Imagination and Fancy

 


 

An interesting quote from the article “Blockbuster Banality” by James Bowman (discussing the third X-Men movie) in the July/August 2006 American Spectator. The passage in question begins by referring to Superman and the Summer 2006 revival movie about him:

 

“More importantly, you are an insult to the imagi­nations of our children - as witness the still-stunted imaginations of the millions of adults who avidly watch such rubbish too - and a threat to truth, justice, and the American way. Some of us, at least, are sick of superheroes, and we're beginning to suspect that so long as we have them, we won't have the regular heroes that we need so badly. Stop me if you've heard this before, but it is helpful in understanding the real iniq­uity of the superhero if we remember Coleridge's dis­tinction, learned from Kant, between the imagination and the fancy. The imagination is the essential human faculty, the means by which we take the chaos of indi­vidual bits of information about the world we live in and turn it into understanding.

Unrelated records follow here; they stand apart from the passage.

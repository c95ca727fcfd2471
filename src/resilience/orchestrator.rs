use crate::config::RecoveryConfig;
use crate::errors::RecoveryResult;
use crate::observability::MetricsCollector;
use crate::resilience::fallback::{FallbackContext, FallbackManager};
use crate::resilience::manager::CircuitBreakerManager;
use crate::resilience::resources::{ResourceManager, ResourceRequest, SystemProbe};
use crate::resilience::retry::RetryHandler;
use async_trait::async_trait;
use std::future::Future;
use std::sync::Arc;
use std::time::Duration;

/// Trait for running an operation through the recovery pipeline
#[async_trait]
pub trait ProtectedExecutor: Send + Sync {
    async fn execute<F, Fut, T>(&self, operation: &str, f: F) -> RecoveryResult<T>
    where
        F: Fn() -> Fut + Send + Sync,
        Fut: Future<Output = RecoveryResult<T>> + Send,
        T: Send;
}

/// Composes resource gating, retry and the circuit breaker.
///
/// ```text
/// run_with_resources( retry( breaker(operation).call(f) ) )
/// ```
///
/// [`execute_with_fallback`](Self::execute_with_fallback) wraps the whole
/// pipeline in a fallback chain. Breakers are looked up by operation name.
pub struct RecoveryOrchestrator {
    breakers: Arc<CircuitBreakerManager>,
    retry: RetryHandler,
    resources: Arc<ResourceManager>,
    attempt_timeout: Option<Duration>,
}

impl RecoveryOrchestrator {
    /// Create an orchestrator from a configuration
    pub fn new(config: RecoveryConfig) -> Self {
        Self::builder().config(config).build()
    }

    /// Create a builder for configuring the orchestrator
    pub fn builder() -> RecoveryOrchestratorBuilder {
        RecoveryOrchestratorBuilder::new()
    }

    /// Create an orchestrator that never retries, trips or gates
    pub fn passthrough() -> Self {
        let mut config = RecoveryConfig::default();
        config.retry.max_retries = 0;
        config.circuit_breaker.failure_threshold = u32::MAX;
        config.circuit_breaker.failure_rate_threshold = 1.0;
        config.circuit_breaker.min_calls = usize::MAX;
        config.resources = Default::default();
        Self::new(config)
    }

    pub fn breakers(&self) -> &Arc<CircuitBreakerManager> {
        &self.breakers
    }

    pub fn retry_handler(&self) -> &RetryHandler {
        &self.retry
    }

    pub fn resources(&self) -> &Arc<ResourceManager> {
        &self.resources
    }

    /// Runs `f` through the pipeline, charging `request` against the resource gates.
    ///
    /// Rejections surface as `CircuitOpen` or `Resource` errors. Otherwise the
    /// last error of `f` is returned unchanged.
    pub async fn run<F, Fut, T>(&self, operation: &str, request: ResourceRequest, f: F) -> RecoveryResult<T>
    where
        F: Fn() -> Fut,
        Fut: Future<Output = RecoveryResult<T>>,
    {
        let breaker = self.breakers.get_breaker(operation, None);
        let protected = self.retry.execute_with_retry(
            || breaker.call(|| f()),
            Some(operation),
            self.attempt_timeout,
        );
        self.resources.run_with_resources(protected, request).await
    }

    /// Like [`run`](Self::run), degrading through `fallback` when the pipeline fails.
    pub async fn execute_with_fallback<F, Fut, T>(
        &self,
        operation: &str,
        request: ResourceRequest,
        f: F,
        fallback: &FallbackManager<T>,
        context: &FallbackContext,
    ) -> RecoveryResult<T>
    where
        F: Fn() -> Fut,
        Fut: Future<Output = RecoveryResult<T>>,
        T: Send + 'static,
    {
        fallback
            .execute_with_fallback(|| self.run(operation, request, f), context, None)
            .await
    }
}

#[async_trait]
impl ProtectedExecutor for RecoveryOrchestrator {
    async fn execute<F, Fut, T>(&self, operation: &str, f: F) -> RecoveryResult<T>
    where
        F: Fn() -> Fut + Send + Sync,
        Fut: Future<Output = RecoveryResult<T>> + Send,
        T: Send,
    {
        self.run(operation, ResourceRequest::default(), f).await
    }
}

/// Builder for configuring the recovery orchestrator
#[derive(Default)]
pub struct RecoveryOrchestratorBuilder {
    config: RecoveryConfig,
    breakers: Option<Arc<CircuitBreakerManager>>,
    resources: Option<Arc<ResourceManager>>,
    probe: Option<Arc<dyn SystemProbe>>,
    metrics: Option<Arc<dyn MetricsCollector>>,
    attempt_timeout: Option<Duration>,
    monitoring: bool,
}

impl RecoveryOrchestratorBuilder {
    /// Create a new builder with default configuration
    pub fn new() -> Self {
        Self::default()
    }

    /// Set the configuration used for components the builder creates
    pub fn config(mut self, config: RecoveryConfig) -> Self {
        self.config = config;
        self
    }

    /// Share an existing breaker manager instead of creating one
    pub fn breakers(mut self, breakers: Arc<CircuitBreakerManager>) -> Self {
        self.breakers = Some(breakers);
        self
    }

    /// Share an existing resource manager instead of creating one
    pub fn resources(mut self, resources: Arc<ResourceManager>) -> Self {
        self.resources = Some(resources);
        self
    }

    /// Usage probe for a resource manager created by the builder
    pub fn probe(mut self, probe: Arc<dyn SystemProbe>) -> Self {
        self.probe = Some(probe);
        self
    }

    /// Metrics collector for components created by the builder
    pub fn metrics(mut self, metrics: Arc<dyn MetricsCollector>) -> Self {
        self.metrics = Some(metrics);
        self
    }

    /// Deadline for each individual attempt
    pub fn attempt_timeout(mut self, timeout: Duration) -> Self {
        self.attempt_timeout = Some(timeout);
        self
    }

    /// Sample resource usage every `monitor_interval` once built
    pub fn monitoring(mut self, enabled: bool) -> Self {
        self.monitoring = enabled;
        self
    }

    /// Build the recovery orchestrator
    ///
    /// With [`monitoring`](Self::monitoring) enabled this must be called from
    /// within a tokio runtime.
    pub fn build(self) -> RecoveryOrchestrator {
        let RecoveryOrchestratorBuilder {
            config,
            breakers,
            resources,
            probe,
            metrics,
            attempt_timeout,
            monitoring,
        } = self;

        let breakers = breakers.unwrap_or_else(|| {
            let mut manager = CircuitBreakerManager::new(config.circuit_breaker.clone());
            if let Some(metrics) = &metrics {
                manager = manager.with_metrics(Arc::clone(metrics));
            }
            Arc::new(manager)
        });

        let resources = resources.unwrap_or_else(|| {
            let mut manager = match probe {
                Some(probe) => ResourceManager::with_probe(config.resources.clone(), probe),
                None => ResourceManager::new(config.resources.clone()),
            };
            if let Some(metrics) = &metrics {
                manager = manager.with_metrics(Arc::clone(metrics));
            }
            Arc::new(manager)
        });
        if monitoring && !resources.is_monitoring() {
            resources.start_monitoring(config.monitor_interval);
        }

        let mut retry = RetryHandler::new(config.retry.clone());
        if let Some(metrics) = metrics {
            retry = retry.with_metrics(metrics);
        }

        RecoveryOrchestrator {
            breakers,
            retry,
            resources,
            attempt_timeout,
        }
    }
}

The fancy - that we call fantasy - perverts and weakens the imagination by using it idly to conjure up alternative worlds. To feed the imagination with images of the real world is to nourish and nurture it, but fantasy - especially fantas­tical superheroes - is the fatty, sugary snack that kills the appetite for better things and finally poisons us. Reality is the cure for this debilitating condition, and those of us who are parents should not be pro-choice about administering it.”